Crops and flowers provide more than just food and beautiful statements in front of homes; they also provide symbols of the time of year or even symbols of celebration. For example, tulips and daffodils can signify springtime, or a reminder of someone’s dutch culture. Poinsettias and pine trees symbolize the holiday season, and, you  know the saying, “knee-high [corn] by the 4th of July.” 

When it comes to Memorial Day, red field poppies are showcased throughout the country as a symbol of those who served and protected the country. The seeds of the poppy scatter in the wind and sit dormant in the ground, only germinating when the ground is disturbed – and it was in fact distrubed on the battlefields during World War I.

The practice of wearing poppies was inspired by the poem In Flanders Fields, written in 1915 by Canadian soldier John McCrae, but the modern-day symbol of Memorial Day comes from the mind of Moina Michael. Two days before the World War I Armistice was declared, Moina read the poem, and was so touched by the last verse that she vowed to always wear a red poppy of Flanders Field as a sign of remembrance. 

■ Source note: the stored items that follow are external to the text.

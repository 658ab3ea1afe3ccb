//! Dashboard assembly and text rendering.

use chrono::{DateTime, NaiveDate, Utc};
use serde::{Deserialize, Serialize};
use thiserror::Error;
use vantage_analytics::AnalyticsReport;

use crate::cards::{IconConfig, SummaryCard, summary_cards};
use crate::chart::{ColorScale, PerformanceChart, RiskReturnChart};

/// Errors that can occur during report generation.
#[derive(Debug, Error)]
pub enum ReportError {
    /// Serialization error.
    #[error("Serialization error: {0}")]
    Serialization(#[from] serde_json::Error),

    /// IO error.
    #[error("IO error: {0}")]
    Io(#[from] std::io::Error),
}

/// Everything one rendering pass shows: cards, the performance chart and
/// the risk/return scatter.
#[derive(Debug, Clone, Serialize, Deserialize)]
pub struct Dashboard {
    /// Page title.
    pub title: String,

    /// First trading date in the window.
    pub period_start: NaiveDate,

    /// Last trading date in the window.
    pub period_end: NaiveDate,

    /// Generation timestamp.
    pub generated_at: DateTime<Utc>,

    /// One card per series, `Portfolio` last.
    pub cards: Vec<SummaryCard>,

    /// Normalized prices.
    pub performance: PerformanceChart,

    /// Volatility against total return.
    pub risk_return: RiskReturnChart,
}

impl Dashboard {
    /// Convert to a JSON string.
    pub fn to_json(&self) -> Result<String, ReportError> {
        Ok(serde_json::to_string_pretty(self)?)
    }

    /// Render the cards and scatter values as an ASCII table.
    pub fn to_ascii_table(&self) -> String {
        let mut output = String::new();

        output.push_str(&format!("\n{}\n", self.title));
        output.push_str(&format!(
            "Period: {} to {}\n",
            self.period_start, self.period_end
        ));
        output.push_str(&"=".repeat(72));
        output.push('\n');

        output.push_str(&format!(
            "{:<14} {:>12} {:>14} {:>10} {:>18}\n",
            "Series", "Return", "Volatility", "Sharpe", "Color"
        ));
        output.push_str(&"-".repeat(72));
        output.push('\n');

        for (card, point) in self.cards.iter().zip(&self.risk_return.points) {
            output.push_str(&format!(
                "{:<14} {:>12} {:>14} {:>10.2} {:>18}\n",
                card.identifier,
                card.return_label,
                card.volatility_label,
                point.ratio,
                point
                    .color
                    .map_or_else(|| "-".to_string(), |c| c.to_string())
            ));
        }

        output.push_str(&"=".repeat(72));
        output.push('\n');
        output
    }

    /// Render the cards as a Markdown table with icons.
    pub fn to_markdown(&self) -> String {
        let mut output = String::new();

        output.push_str(&format!("# {}\n\n", self.title));
        output.push_str(&format!(
            "**Period:** {} to {}\n\n",
            self.period_start, self.period_end
        ));
        output.push_str("| | Series | Return | Volatility |\n");
        output.push_str("|---|--------|-------:|-----------:|\n");
        for card in &self.cards {
            output.push_str(&format!(
                "| ![{id}]({icon}) | {id} | {ret} | {vol} |\n",
                id = card.identifier,
                icon = card.icon,
                ret = card.return_label,
                vol = card.volatility_label
            ));
        }
        output
    }
}

/// Builder for creating dashboards.
#[derive(Debug, Default)]
pub struct DashboardBuilder {
    title: Option<String>,
    icons: Option<IconConfig>,
    scale: Option<ColorScale>,
}

impl DashboardBuilder {
    /// Create a new dashboard builder.
    pub fn new() -> Self {
        Self::default()
    }

    /// Set the page title.
    pub fn title(mut self, title: impl Into<String>) -> Self {
        self.title = Some(title.into());
        self
    }

    /// Set the icon sources.
    pub fn icons(mut self, icons: IconConfig) -> Self {
        self.icons = Some(icons);
        self
    }

    /// Set the scatter color scale.
    pub const fn scale(mut self, scale: ColorScale) -> Self {
        self.scale = Some(scale);
        self
    }

    /// Build the dashboard for one analytics report.
    pub fn build(self, report: &AnalyticsReport) -> Dashboard {
        let icons = self.icons.unwrap_or_default();
        let dates = report.dates();

        Dashboard {
            title: self
                .title
                .unwrap_or_else(|| "Python para Investidores".to_string()),
            period_start: dates[0],
            period_end: dates[dates.len() - 1],
            generated_at: Utc::now(),
            cards: summary_cards(report, &icons),
            performance: PerformanceChart::from_report(report),
            risk_return: RiskReturnChart::from_report(report, self.scale.unwrap_or_default()),
        }
    }
}

#[cfg(test)]
mod tests {
    use super::*;
    use chrono::NaiveDate;
    use vantage_analytics::analyze;
    use vantage_data::{PriceTable, Ticker};

    fn dashboard() -> Dashboard {
        let start = NaiveDate::from_ymd_opt(2024, 3, 1).unwrap();
        let dates = (0..3).map(|i| start + chrono::Duration::days(i)).collect();
        let petr = Ticker::parse("PETR4").unwrap();
        let table = PriceTable::new(
            dates,
            vec![
                (petr.clone(), vec![30.0, 33.0, 36.0]),
                (Ticker::benchmark(), vec![100.0, 99.0, 101.0]),
            ],
        )
        .unwrap();
        let report = analyze(&table, &[petr]).unwrap();
        DashboardBuilder::new().build(&report)
    }

    #[test]
    fn test_builder_defaults() {
        let dashboard = dashboard();

        assert_eq!(dashboard.title, "Python para Investidores");
        assert_eq!(dashboard.period_start.to_string(), "2024-03-01");
        assert_eq!(dashboard.period_end.to_string(), "2024-03-03");
        assert_eq!(dashboard.cards.len(), 3);
        assert_eq!(dashboard.cards[2].identifier, "Portfolio");
        assert_eq!(dashboard.risk_return.points.len(), 3);
    }

    #[test]
    fn test_ascii_table() {
        let table = dashboard().to_ascii_table();

        assert!(table.contains("Period: 2024-03-01 to 2024-03-03"));
        assert!(table.contains("Series"));
        assert!(table.contains("PETR4"));
        assert!(table.contains("20%"));
        assert!(table.contains("Portfolio"));
    }

    #[test]
    fn test_markdown_has_icons() {
        let md = dashboard().to_markdown();

        assert!(md.starts_with("# Python para Investidores"));
        assert!(md.contains("![PETR4](https://raw.githubusercontent.com/thefintz/icones-b3/main/icones/PETR4.png)"));
        assert!(md.contains("![Portfolio](portfolio.png)"));
    }

    #[test]
    fn test_json_roundtrip_fields() {
        let json = dashboard().to_json().unwrap();
        let value: serde_json::Value = serde_json::from_str(&json).unwrap();

        assert_eq!(value["performance"]["title"], "Desempenho Relativo");
        assert_eq!(value["risk_return"]["y_title"], "Retorno Total");
        assert_eq!(value["cards"][0]["identifier"], "PETR4");
    }
}
//! Universe management for Vantage.
//!
//! This module provides the set of companies a user can pick from,
//! currently the equities listed on B3.

pub mod b3;

pub use b3::{B3Universe, Listing};

use vantage_data::Ticker;

/// Trait for stock universes.
pub trait Universe {
    /// Get all symbols in the universe.
    fn symbols(&self) -> Vec<Ticker>;

    /// Check if a symbol is in the universe.
    fn contains(&self, symbol: &Ticker) -> bool {
        self.symbols().contains(symbol)
    }

    /// Get the number of constituents.
    fn size(&self) -> usize {
        self.symbols().len()
    }
}

impl Universe for B3Universe {
    fn symbols(&self) -> Vec<Ticker> {
        self.listings().iter().map(|l| l.ticker.clone()).collect()
    }

    fn contains(&self, symbol: &Ticker) -> bool {
        self.get(symbol).is_some()
    }

    fn size(&self) -> usize {
        self.listings().len()
    }
}
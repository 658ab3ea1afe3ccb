//! Asset identifiers.

use derive_more::{Display, Into};
use serde::{Deserialize, Serialize};
use std::str::FromStr;

use crate::error::{DataError, Result};

/// Benchmark index every selection is compared against (iShares BOVA IBrX-100 ETF).
pub const BENCHMARK: &str = "BRAX11";

/// Suffix Yahoo Finance appends to B3 listings.
pub const B3_SUFFIX: &str = ".SA";

const MAX_LEN: usize = 16;

/// A validated, upper-case ticker symbol without any provider suffix.
#[derive(
    Debug, Clone, PartialEq, Eq, Hash, PartialOrd, Ord, Display, Into, Serialize, Deserialize,
)]
#[serde(try_from = "String", into = "String")]
pub struct Ticker(String);

impl Ticker {
    /// Parse a ticker, trimming whitespace and upper-casing it.
    ///
    /// # Errors
    ///
    /// Returns [`DataError::InvalidSymbol`] for empty, overlong or
    /// non-symbol input.
    ///
    /// # Examples
    ///
    /// ```
    /// use vantage_data::Ticker;
    ///
    /// let ticker = Ticker::parse(" petr4 ").unwrap();
    /// assert_eq!(ticker.as_str(), "PETR4");
    /// ```
    pub fn parse(raw: &str) -> Result<Self> {
        let symbol = raw.trim().to_uppercase();

        if symbol.is_empty() {
            return Err(DataError::InvalidSymbol("Empty symbol".to_string()));
        }
        if symbol.len() > MAX_LEN {
            return Err(DataError::InvalidSymbol(format!(
                "{symbol} is longer than {MAX_LEN} characters"
            )));
        }
        if !symbol
            .chars()
            .all(|c| c.is_ascii_alphanumeric() || matches!(c, '.' | '-' | '^' | '='))
        {
            return Err(DataError::InvalidSymbol(symbol));
        }

        Ok(Self(symbol))
    }

    /// Parse a provider symbol, removing `suffix` when present.
    ///
    /// Only an exact trailing match is removed, so `"SANB11.SA"` becomes
    /// `"SANB11"` while `"ASAS"` stays intact.
    pub fn from_provider_symbol(raw: &str, suffix: &str) -> Result<Self> {
        let trimmed = raw.trim();
        let bare = if suffix.is_empty() {
            trimmed
        } else {
            trimmed
                .strip_suffix(suffix)
                .or_else(|| trimmed.strip_suffix(suffix.to_lowercase().as_str()))
                .unwrap_or(trimmed)
        };
        Self::parse(bare)
    }

    /// The benchmark ticker.
    pub fn benchmark() -> Self {
        Self(BENCHMARK.to_string())
    }

    /// Whether this is the benchmark ticker.
    pub fn is_benchmark(&self) -> bool {
        self.0 == BENCHMARK
    }

    /// Symbol as sent to the provider.
    pub fn with_suffix(&self, suffix: &str) -> String {
        format!("{}{}", self.0, suffix)
    }

    /// The bare symbol.
    pub fn as_str(&self) -> &str {
        &self.0
    }
}

impl FromStr for Ticker {
    type Err = DataError;

    fn from_str(s: &str) -> Result<Self> {
        Self::parse(s)
    }
}

impl TryFrom<String> for Ticker {
    type Error = DataError;

    fn try_from(value: String) -> Result<Self> {
        Self::parse(&value)
    }
}

impl AsRef<str> for Ticker {
    fn as_ref(&self) -> &str {
        &self.0
    }
}

#[cfg(test)]
mod tests {
    use super::*;
    use rstest::rstest;

    #[rstest]
    #[case("PETR4", "PETR4")]
    #[case("  vale3 ", "VALE3")]
    #[case("^BVSP", "^BVSP")]
    #[case("BRL=X", "BRL=X")]
    fn test_parse_valid(#[case] raw: &str, #[case] expected: &str) {
        assert_eq!(Ticker::parse(raw).unwrap().as_str(), expected);
    }

    #[rstest]
    #[case("")]
    #[case("   ")]
    #[case("PETR 4")]
    #[case("ABC/DEF")]
    #[case("AVERYLONGTICKERSYMBOL")]
    fn test_parse_invalid(#[case] raw: &str) {
        assert!(matches!(
            Ticker::parse(raw),
            Err(DataError::InvalidSymbol(_))
        ));
    }

    #[rstest]
    #[case("BRAX11.SA", "BRAX11")]
    #[case("SANB11.SA", "SANB11")]
    #[case("itub4.sa", "ITUB4")]
    #[case("ASAS", "ASAS")]
    #[case("AAPL", "AAPL")]
    fn test_from_provider_symbol(#[case] raw: &str, #[case] expected: &str) {
        let ticker = Ticker::from_provider_symbol(raw, B3_SUFFIX).unwrap();
        assert_eq!(ticker.as_str(), expected);
    }

    #[test]
    fn test_suffix_round_trip() {
        let ticker = Ticker::parse("WEGE3").unwrap();
        let provider = ticker.with_suffix(B3_SUFFIX);
        assert_eq!(provider, "WEGE3.SA");
        assert_eq!(
            Ticker::from_provider_symbol(&provider, B3_SUFFIX).unwrap(),
            ticker
        );
    }

    #[test]
    fn test_benchmark() {
        assert!(Ticker::benchmark().is_benchmark());
        assert!(!Ticker::parse("PETR4").unwrap().is_benchmark());
        assert_eq!(Ticker::benchmark().to_string(), BENCHMARK);
    }

    #[test]
    fn test_try_from_string_validates() {
        assert_eq!(
            Ticker::try_from("abev3".to_string()).unwrap().as_str(),
            "ABEV3"
        );
        assert!(Ticker::try_from(String::new()).is_err());
    }
}
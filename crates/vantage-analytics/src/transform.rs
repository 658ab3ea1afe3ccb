//! Column-wise transforms over price matrices.
//!
//! Matrices are laid out with one row per trading date and one column per
//! series. None of these functions guard against zero prices: a zero base
//! or a zero predecessor yields `inf`/`NaN` in that column only.

use ndarray::{Array1, Array2, ArrayView1, ArrayView2, Axis, Slice};

use crate::error::{AnalyticsError, Result};

/// Per-row dot product of `prices` with `weights`.
///
/// # Errors
///
/// Returns [`AnalyticsError::Shape`] when the number of columns differs from
/// the number of weights.
pub fn weighted_series(prices: ArrayView2<'_, f64>, weights: ArrayView1<'_, f64>) -> Result<Array1<f64>> {
    if prices.ncols() != weights.len() {
        return Err(AnalyticsError::Shape(ndarray::ShapeError::from_kind(
            ndarray::ErrorKind::IncompatibleShape,
        )));
    }
    Ok(prices.dot(&weights))
}

/// Rebase every column so its first row equals 100.
///
/// The division happens before the scaling so the first row is exactly
/// `100.0` for any non-zero finite base.
pub fn normalize(prices: ArrayView2<'_, f64>) -> Array2<f64> {
    let mut out = prices.to_owned();
    for mut column in out.columns_mut() {
        if let Some(&base) = column.first() {
            column.mapv_inplace(|v| v / base * 100.0);
        }
    }
    out
}

/// Simple returns `p[t] / p[t-1] - 1`, one row shorter than the input.
pub fn pct_change(prices: ArrayView2<'_, f64>) -> Array2<f64> {
    if prices.nrows() < 2 {
        return Array2::zeros((0, prices.ncols()));
    }
    let current = prices.slice_axis(Axis(0), Slice::from(1..));
    let previous = prices.slice_axis(Axis(0), Slice::from(..-1));
    &current / &previous - 1.0
}

#[cfg(test)]
mod tests {
    use super::*;
    use approx::assert_relative_eq;
    use ndarray::array;

    #[test]
    fn test_weighted_series() {
        let prices = array![[10.0, 20.0], [11.0, 22.0], [9.0, 18.0]];
        let weights = array![0.5, 0.5];

        let series = weighted_series(prices.view(), weights.view()).unwrap();
        assert_relative_eq!(series[0], 15.0);
        assert_relative_eq!(series[1], 16.5);
        assert_relative_eq!(series[2], 13.5);
    }

    #[test]
    fn test_weighted_series_shape_mismatch() {
        let prices = array![[10.0, 20.0]];
        let weights = array![1.0];
        assert!(matches!(
            weighted_series(prices.view(), weights.view()),
            Err(AnalyticsError::Shape(_))
        ));
    }

    #[test]
    fn test_normalize_first_row_is_exactly_100() {
        let prices = array![[3.7, 0.013, 12_345.678], [4.1, 0.012, 12_000.0]];
        let normalized = normalize(prices.view());

        for j in 0..3 {
            assert_eq!(normalized[[0, j]], 100.0);
        }
        assert_relative_eq!(normalized[[1, 0]], 4.1 / 3.7 * 100.0);
    }

    #[test]
    fn test_normalize_zero_base_passes_through() {
        let prices = array![[0.0, 1.0], [1.0, 2.0]];
        let normalized = normalize(prices.view());

        assert!(normalized[[0, 0]].is_nan());
        assert!(normalized[[1, 0]].is_infinite());
        assert_relative_eq!(normalized[[1, 1]], 200.0);
    }

    #[test]
    fn test_pct_change() {
        let prices = array![[10.0, 5.0], [11.0, 5.0], [9.9, 5.0]];
        let returns = pct_change(prices.view());

        assert_eq!(returns.dim(), (2, 2));
        assert_relative_eq!(returns[[0, 0]], 0.1, epsilon = 1e-12);
        assert_relative_eq!(returns[[1, 0]], -0.1, epsilon = 1e-12);
        assert_eq!(returns[[0, 1]], 0.0);
        assert_eq!(returns[[1, 1]], 0.0);
    }

    #[test]
    fn test_pct_change_on_strided_view() {
        // Every other row of a wider matrix, as a non-contiguous view
        let prices = array![[10.0, 0.0], [99.0, 1.0], [12.0, 2.0], [99.0, 3.0], [9.0, 4.0]];
        let view = prices.slice_axis(Axis(0), Slice::new(0, None, 2));
        let returns = pct_change(view);

        assert_eq!(returns.dim(), (2, 2));
        assert_relative_eq!(returns[[0, 0]], 0.2, epsilon = 1e-12);
        assert_relative_eq!(returns[[1, 0]], -0.25, epsilon = 1e-12);
        assert!(returns[[0, 1]].is_infinite());
        assert_relative_eq!(returns[[1, 1]], 1.0, epsilon = 1e-12);
    }

    #[test]
    fn test_pct_change_single_row() {
        let prices = array![[10.0, 5.0]];
        assert_eq!(pct_change(prices.view()).dim(), (0, 2));
    }
}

Additionally, Moina created an “emblem of Remembrance” using the red poppy, and at the age of 49, dedicated her life campaigning for the emblem to be recognized by governments, veteran agencies and the public which she did so for 26 years until her death in 1944. She was affectionately known as Poppy Lady.

This Memorial Day when you see the red poppies at your local cemeteries, parades and celebrations, think of Moina the Poppy Lady, and how something so small can provide a symbol for something so large.